**Activity**
Would you return, word for word, the lines of the data below from the line with "backward = GraphBuilder::default().build_validated(reversed);" through the line with "assert_eq!(total, in_country);", and no others?

**The data**

//! Shared application state for the server.

use beasiswa_core::{BuildReport, QueryEngine};
use chrono::{DateTime, Utc};
use serde::Serialize;
use std::path::PathBuf;
use std::sync::Arc;
use std::time::Instant;
use tokio::sync::{Mutex, RwLock};

use crate::config::DaemonConfig;

/// Where the current graph came from.
#[derive(Debug, Clone, Serialize)]
#[serde(tag = "kind", rename_all = "lowercase")]
pub enum GraphSource {
    /// Nothing loaded yet; every query is empty.
    Empty,
    /// Built from a record file.
    Records { path: PathBuf, report: BuildReport },
    /// Loaded from a snapshot file.
    Snapshot { path: PathBuf },
}

/// The graph currently served, with provenance.
#[derive(Debug, Clone, Serialize)]
pub struct GraphInfo {
    pub source: GraphSource,
    pub built_at: Option<DateTime<Utc>>,
}

impl GraphInfo {
    pub fn empty() -> Self {
        Self {
            source: GraphSource::Empty,
            built_at: None,
        }
    }
}

/// Engine and provenance, always swapped together.
struct Served {
    engine: Arc<QueryEngine>,
    info: GraphInfo,
}

/// Shared application state.
///
/// The engine and its [`GraphInfo`] sit behind one `RwLock`: handlers clone
/// what they need and drop the lock before querying, and a rebuild swaps in
/// both at once, so a request sees either the old graph or the new one.
#[derive(Clone)]
pub struct AppState {
    served: Arc<RwLock<Served>>,
    /// Serializes rebuilds.
    build_lock: Arc<Mutex<()>>,
    pub config: Arc<DaemonConfig>,
    pub start_time: Instant,
}

impl AppState {
    pub fn new(config: DaemonConfig, engine: QueryEngine, info: GraphInfo) -> Self {
        Self {
            served: Arc::new(RwLock::new(Served {
                engine: Arc::new(engine),
                info,
            })),
            build_lock: Arc::new(Mutex::new(())),
            config: Arc::new(config),
            start_time: Instant::now(),
        }
    }

    /// Current engine. Cheap; holds no lock after returning.
    pub async fn engine(&self) -> Arc<QueryEngine> {
        self.served.read().await.engine.clone()
    }

    /// Engine and provenance from the same snapshot of the state.
    pub async fn current(&self) -> (Arc<QueryEngine>, GraphInfo) {
        let served = self.served.read().await;
        (served.engine.clone(), served.info.clone())
    }

    /// Swap in a freshly built engine.
    pub async fn replace(&self, engine: QueryEngine, info: GraphInfo) {
        let mut served = self.served.write().await;
        *served = Served {
            engine: Arc::new(engine),
            info,
        };
    }

    pub(crate) fn build_lock(&self) -> &Mutex<()> {
        &self.build_lock
    }

    pub fn uptime_seconds(&self) -> f64 {
        self.start_time.elapsed().as_secs_f64()
    }
}

#[cfg(test)]
mod tests {
    use super::*;
    use beasiswa_core::{GraphBuilder, ScholarshipRecord};

    fn engine_with(index: u64) -> QueryEngine {
        let record = ScholarshipRecord::new(index, "A", "full", "Undergraduate", "canada", 0.1);
        QueryEngine::from_graph(GraphBuilder::default().build_validated(vec![record]).graph)
    }

    fn records_info(path: &str) -> GraphInfo {
        GraphInfo {
            source: GraphSource::Records {
                path: PathBuf::from(path),
                report: BuildReport::default(),
            },
            built_at: Some(Utc::now()),
        }
    }

    fn source_path(info: &GraphInfo) -> Option<&PathBuf> {
        match &info.source {
            GraphSource::Records { path, .. } => Some(path),
            _ => None,
        }
    }

    #[tokio::test]
    async fn test_current_pairs_engine_with_info() {
        let state = AppState::new(DaemonConfig::default(), engine_with(0), GraphInfo::empty());

        let (engine, info) = state.current().await;
        assert_eq!(engine.list_students(), vec!["SISWA_0"]);
        assert!(matches!(info.source, GraphSource::Empty));

        state.replace(engine_with(1), records_info("one.json")).await;
        let (engine, info) = state.current().await;
        assert_eq!(engine.list_students(), vec!["SISWA_1"]);
        assert_eq!(source_path(&info), Some(&PathBuf::from("one.json")));
    }

    #[tokio::test]
    async fn test_current_never_mixes_generations() {
        let state = AppState::new(DaemonConfig::default(), engine_with(0), records_info("0"));

        let writer = {
            let state = state.clone();
            tokio::spawn(async move {
                for i in 1..50u64 {
                    state.replace(engine_with(i), records_info(&i.to_string())).await;
                    tokio::task::yield_now().await;
                }
            })
        };

        for _ in 0..200 {
            let (engine, info) = state.current().await;
            let expected = format!("SISWA_{}", source_path(&info).unwrap().display());
            assert_eq!(engine.list_students(), vec![expected]);
            tokio::task::yield_now().await;
        }
        writer.await.unwrap();
    }
}
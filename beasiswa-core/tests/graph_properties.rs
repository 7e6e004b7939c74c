//! Structural properties of built graphs and the queries over them.

use beasiswa_core::{
    EntityKind, GraphBuilder, QueryEngine, RelationKind, ScholarshipFilter, ScholarshipRecord,
};
use std::collections::HashSet;
use std::sync::{Arc, Barrier};
use std::thread;

fn sample_records() -> Vec<ScholarshipRecord> {
    let r = ScholarshipRecord::new;
    vec![
        r(0, "global merit award", "full", "Undergraduate", "canada", 0.42),
        r(1, "global merit award", "full", "Undergraduate", "canada", 0.42),
        r(1, "women in stem grant", "partial", "Postgraduate", "united-states", 0.1),
        r(2, "african leaders fund", "tuition only", "Doctoral", "nigeria", -0.2),
        r(3, "african leaders fund", "tuition only", "Doctoral", "nigeria", -0.2),
        r(3, "future engineers", "full", "Undergraduate", "nigeria", 0.0),
        r(4, "europe exchange", "other", "Other", "europe", 0.333),
    ]
}

fn engine(records: Vec<ScholarshipRecord>) -> QueryEngine {
    QueryEngine::from_graph(GraphBuilder::default().build_validated(records).graph)
}

#[test]
fn test_building_twice_is_idempotent() {
    let once = GraphBuilder::default().build_validated(sample_records());

    let mut doubled = sample_records();
    doubled.extend(sample_records());
    let twice = GraphBuilder::default().build_validated(doubled);

    assert_eq!(once.graph.node_count(), twice.graph.node_count());
    assert_eq!(once.graph.edge_count(), twice.graph.edge_count());
    assert!(once.graph.same_shape(&twice.graph));
}

#[test]
fn test_order_independence() {
    let forward = GraphBuilder::default().build_validated(sample_records());

    let mut reversed = sample_records();
    reversed.reverse();
    let backward = GraphBuilder::default().build_validated(reversed);

    let mut rotated = sample_records();
    rotated.rotate_left(3);
    let rotated = GraphBuilder::default().build_validated(rotated);

    assert!(forward.graph.same_shape(&backward.graph));
    assert!(forward.graph.same_shape(&rotated.graph));
}

#[test]
fn test_unfiltered_returns_every_scholarship() {
    let engine = engine(sample_records());
    let all: HashSet<String> = engine
        .filter_scholarships(&ScholarshipFilter::new())
        .into_iter()
        .collect();
    let scholarships: HashSet<String> = engine
        .graph()
        .nodes_of_kind(EntityKind::Scholarship)
        .map(String::from)
        .collect();

    assert_eq!(all, scholarships);
    assert_eq!(all.len(), 5);
}

#[test]
fn test_recommendations_are_scholarships() {
    let engine = engine(sample_records());
    let students = engine.list_students();
    assert_eq!(students.len(), 5);

    for student in students {
        let recs = engine.recommendations_for(&student);
        assert!(!recs.is_empty(), "{} should have recommendations", student);
        for rec in recs {
            assert_eq!(engine.graph().kind_of(&rec), Some(EntityKind::Scholarship));
        }
    }

    assert_eq!(engine.recommendations_for("SISWA_1").len(), 2);
}

#[test]
fn test_country_counts_cover_all_edges() {
    let engine = engine(sample_records());
    let in_country = engine
        .graph()
        .edges()
        .iter()
        .filter(|e| e.relation == RelationKind::InCountry)
        .count();

    let top = engine.top_countries(1000);
    let total: usize = top.iter().map(|c| c.count).sum();
    assert_eq!(total, in_country);

    assert_eq!(top[0].country, "Nigeria");
    assert_eq!(top[0].count, 2);
    let rest: Vec<&str> = top[1..].iter().map(|c| c.country.as_str()).collect();
    assert_eq!(rest, vec!["Canada", "United-States", "Europe"]);
}

#[test]
fn test_describe_preserves_labels() {
    let engine = engine(sample_records());
    let info = engine.describe("BEASISWA_women_in_stem_grant");
    assert_eq!(info[&RelationKind::HasFundType], vec!["Partial"]);
    assert_eq!(info[&RelationKind::ForLevel], vec!["Postgraduate"]);
    assert_eq!(info[&RelationKind::InCountry], vec!["United-States"]);
    assert_eq!(info[&RelationKind::HasSentiment], vec!["Sentiment_0.1"]);
    assert!(!info.contains_key(&RelationKind::RecommendedTo));
}

#[test]
fn test_filter_matches_dashboard_values() {
    let engine = engine(sample_records());
    let filter = ScholarshipFilter::new()
        .fund_type("Tuition only")
        .location("Nigeria");
    assert_eq!(
        engine.filter_scholarships(&filter),
        vec!["BEASISWA_african_leaders_fund"]
    );

    let filter = ScholarshipFilter::new().location("United-States");
    assert_eq!(
        engine.filter_scholarships(&filter),
        vec!["BEASISWA_women_in_stem_grant"]
    );
}

/// Many readers query one engine concurrently without synchronization.
#[test]
fn test_concurrent_readers() {
    let engine = Arc::new(engine(sample_records()));
    let barrier = Arc::new(Barrier::new(4));
    let expected = engine.top_countries(3);

    let handles: Vec<_> = (0..4)
        .map(|i| {
            let engine = Arc::clone(&engine);
            let barrier = Arc::clone(&barrier);
            thread::spawn(move || {
                barrier.wait();
                for _ in 0..100 {
                    assert_eq!(engine.list_students().len(), 5, "reader {}", i);
                    assert_eq!(
                        engine
                            .filter_scholarships(&ScholarshipFilter::new().location("nigeria"))
                            .len(),
                        2
                    );
                }
                engine.top_countries(3)
            })
        })
        .collect();

    for handle in handles {
        let top = handle.join().expect("reader thread panicked");
        assert_eq!(top, expected);
    }
}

**Result of this task**
    let backward = GraphBuilder::default().build_validated(reversed);

    let mut rotated = sample_records();
    rotated.rotate_left(3);
    let rotated = GraphBuilder::default().build_validated(rotated);

    assert!(forward.graph.same_shape(&backward.graph));
    assert!(forward.graph.same_shape(&rotated.graph));
}

#[test]
fn test_unfiltered_returns_every_scholarship() {
    let engine = engine(sample_records());
    let all: HashSet<String> = engine
        .filter_scholarships(&ScholarshipFilter::new())
        .into_iter()
        .collect();
    let scholarships: HashSet<String> = engine
        .graph()
        .nodes_of_kind(EntityKind::Scholarship)
        .map(String::from)
        .collect();

    assert_eq!(all, scholarships);
    assert_eq!(all.len(), 5);
}

#[test]
fn test_recommendations_are_scholarships() {
    let engine = engine(sample_records());
    let students = engine.list_students();
    assert_eq!(students.len(), 5);

    for student in students {
        let recs = engine.recommendations_for(&student);
        assert!(!recs.is_empty(), "{} should have recommendations", student);
        for rec in recs {
            assert_eq!(engine.graph().kind_of(&rec), Some(EntityKind::Scholarship));
        }
    }

    assert_eq!(engine.recommendations_for("SISWA_1").len(), 2);
}

#[test]
fn test_country_counts_cover_all_edges() {
    let engine = engine(sample_records());
    let in_country = engine
        .graph()
        .edges()
        .iter()
        .filter(|e| e.relation == RelationKind::InCountry)
        .count();

    let top = engine.top_countries(1000);
    let total: usize = top.iter().map(|c| c.count).sum();
    assert_eq!(total, in_country);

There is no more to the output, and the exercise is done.